En Grande-Bretagne, la saga du Brexit ne prendra pas fin bientôt.

Après avoir rejeté mardi dernier une nouvelle fois l’accord négocié par le premier ministre britannique Theresa May avec Bruxelles, le parlement a rejeté aussi, hier jeudi 14 mars, l’éventualité de sortir de l’Union Européenne sans accord. Et a voté pour un report du Brexit jusqu’au 30 juin alors qu’il était prévu pour le 29 mars prochain. Ce délais supplémentaire doit cependant encore être accepté par l’Union Européenne.

Un délais qui pourrait s’allonger d’un an : le président du Conseil Européen, Donald Tusk, avant même le vote du parlement britannique, avait déjà annoncé sur twitter, hier matin, qu’il invitera les 27 chefs des États européens « à accorder une longue prolongation si le Royaume-Uni accepte de repenser sa stratégie pour le Brexit et parvient à dégager un consensus autour de celle-ci ». Mais ce long renvoi du Brexit impliquerait le risque que Londres doive participer aux élections européennes de mai prochain, ce qui, à terme, pourrait signer la mort du Brexit

Theresa May, de son côté, a promis de demander un report jusqu’à fin juin si son accord est approuvé par les députés britanniques d’ici au 20 mars, veille du Conseil européen.
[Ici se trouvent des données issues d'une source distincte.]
// Copyright (c) 2025 Geoffrey Huntley <ghuntley@ghuntley.com>. All rights reserved.
// SPDX-License-Identifier: Proprietary

//! Configuration error types.

use std::path::PathBuf;

#[derive(Debug, thiserror::Error)]
pub enum ConfigError {
	#[error("Invalid value for {key}: {message}")]
	InvalidValue { key: String, message: String },

	#[error("Failed to parse TOML config at {path}: {source}")]
	TomlParse {
		path: PathBuf,
		#[source]
		source: toml::de::Error,
	},

	#[error("Failed to read config file {path}: {source}")]
	FileRead {
		path: PathBuf,
		#[source]
		source: std::io::Error,
	},

	#[error("Validation error: {0}")]
	Validation(String),
}
//! Placing a file into the library with the configured transfer method.

use std::io;
use std::path::Path;

use tokio::fs;
use tracing::debug;

use super::config::TransferMethod;
use super::error::TransferError;
use super::undo::{UndoEntry, UndoLog};

fn is_cross_device(e: &io::Error) -> bool {
    // EXDEV is 18 on Linux and macOS
    e.kind() == io::ErrorKind::CrossesDevices || e.raw_os_error() == Some(18)
}

/// Rename `from` to `to`, copying and removing when they sit on different
/// filesystems. A failed copy leaves no partial file behind.
pub async fn move_file(from: &Path, to: &Path) -> io::Result<()> {
    match fs::rename(from, to).await {
        Ok(()) => Ok(()),
        Err(e) if is_cross_device(&e) => {
            debug!(from = %from.display(), to = %to.display(), "Cross-device move, copying");
            if let Err(e) = fs::copy(from, to).await {
                let _ = fs::remove_file(to).await;
                return Err(e);
            }
            fs::remove_file(from).await
        }
        Err(e) => Err(e),
    }
}

#[cfg(unix)]
async fn symlink(source: &Path, dest: &Path) -> io::Result<()> {
    fs::symlink(source, dest).await
}

#[cfg(windows)]
async fn symlink(source: &Path, dest: &Path) -> io::Result<()> {
    fs::symlink_file(source, dest).await
}

/// Put `source` at `dest` and record the effect in `undo`.
///
/// Only [`TransferMethod::Move`] touches the source.
pub async fn place(
    method: TransferMethod,
    source: &Path,
    dest: &Path,
    undo: &mut UndoLog,
) -> Result<(), TransferError> {
    let result = match method {
        TransferMethod::Move => move_file(source, dest).await,
        TransferMethod::Copy => fs::copy(source, dest).await.map(|_| ()),
        TransferMethod::Hardlink => fs::hard_link(source, dest).await,
        TransferMethod::Symlink => symlink(source, dest).await,
    };

    if let Err(e) = result {
        // copy may have left a partial file
        if method == TransferMethod::Copy {
            let _ = fs::remove_file(dest).await;
        }
        return Err(TransferError::io(dest, e));
    }

    undo.record(match method {
        TransferMethod::Move => UndoEntry::MovedFile {
            from: source.to_path_buf(),
            to: dest.to_path_buf(),
        },
        _ => UndoEntry::CreatedFile(dest.to_path_buf()),
    });
    debug!(method = method.as_str(), dest = %dest.display(), "File placed");
    Ok(())
}
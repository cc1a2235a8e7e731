//! Types for the submission orchestrator and the torrent sweep.

use chrono::{DateTime, Utc};
use serde::Serialize;
use thiserror::Error;

/// Errors that stop a whole orchestrator run. Per-link failures are logged
/// and counted in the reports instead.
#[derive(Debug, Error)]
pub enum OrchestratorError {
    /// No torrent daemon is configured.
    #[error("no active torrent daemon")]
    NoActiveDaemon,

    #[error("document not found: {0}")]
    DocumentNotFound(String),

    #[error("store error: {0}")]
    Store(#[from] crate::store::StoreError),

    /// The daemon could not be queried at all.
    #[error("torrent client error: {0}")]
    TorrentClient(#[from] crate::torrent_client::TorrentClientError),
}

/// Outcome of submitting one document.
#[derive(Debug, Clone, Default, Serialize)]
pub struct SubmissionReport {
    pub document_id: String,
    pub submitted: usize,
    /// Already in the library.
    pub skipped: usize,
    pub failed: usize,
    /// Lost a race with another writer; retried on the next pass.
    pub conflicts: usize,
}

/// Outcome of one torrent sweep.
#[derive(Debug, Clone, Default, Serialize)]
pub struct SweepReport {
    pub tracked: usize,
    pub transitions: usize,
    /// Links whose torrent the daemon no longer reports.
    pub regressed: usize,
    pub completed: usize,
    pub conflicts: usize,
    pub transfers_succeeded: usize,
    pub transfers_failed: usize,
}

/// Job runner state as shown by the API.
#[derive(Debug, Clone, Default, Serialize)]
pub struct JobRunnerStatus {
    pub running: bool,
    pub last_sweep_at: Option<DateTime<Utc>>,
    pub last_library_sync_at: Option<DateTime<Utc>>,
}

#[cfg(test)]
mod tests {
    use super::*;

    #[test]
    fn test_error_display() {
        assert_eq!(
            OrchestratorError::NoActiveDaemon.to_string(),
            "no active torrent daemon"
        );
        assert_eq!(
            OrchestratorError::DocumentNotFound("doc-1".to_string()).to_string(),
            "document not found: doc-1"
        );
    }

    #[test]
    fn test_reports_serialize() {
        let report = SweepReport {
            tracked: 3,
            completed: 1,
            ..Default::default()
        };
        let json = serde_json::to_value(&report).unwrap();
        assert_eq!(json["tracked"], 3);
        assert_eq!(json["completed"], 1);
    }
}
Passé cette échéance, elle demandera un délai de longue durée à Bruxelles.

La stratégie entreprise par Theresa May pourrait s’avérer fructueuse : la crainte d’un report longue durée aux conséquences risquées pour la sortie de l’UE pourrait convaincre les partisans du « Brexit sans accord » de soutenir dorénavant celui négocié par le premier ministre et rejeté par deux fois.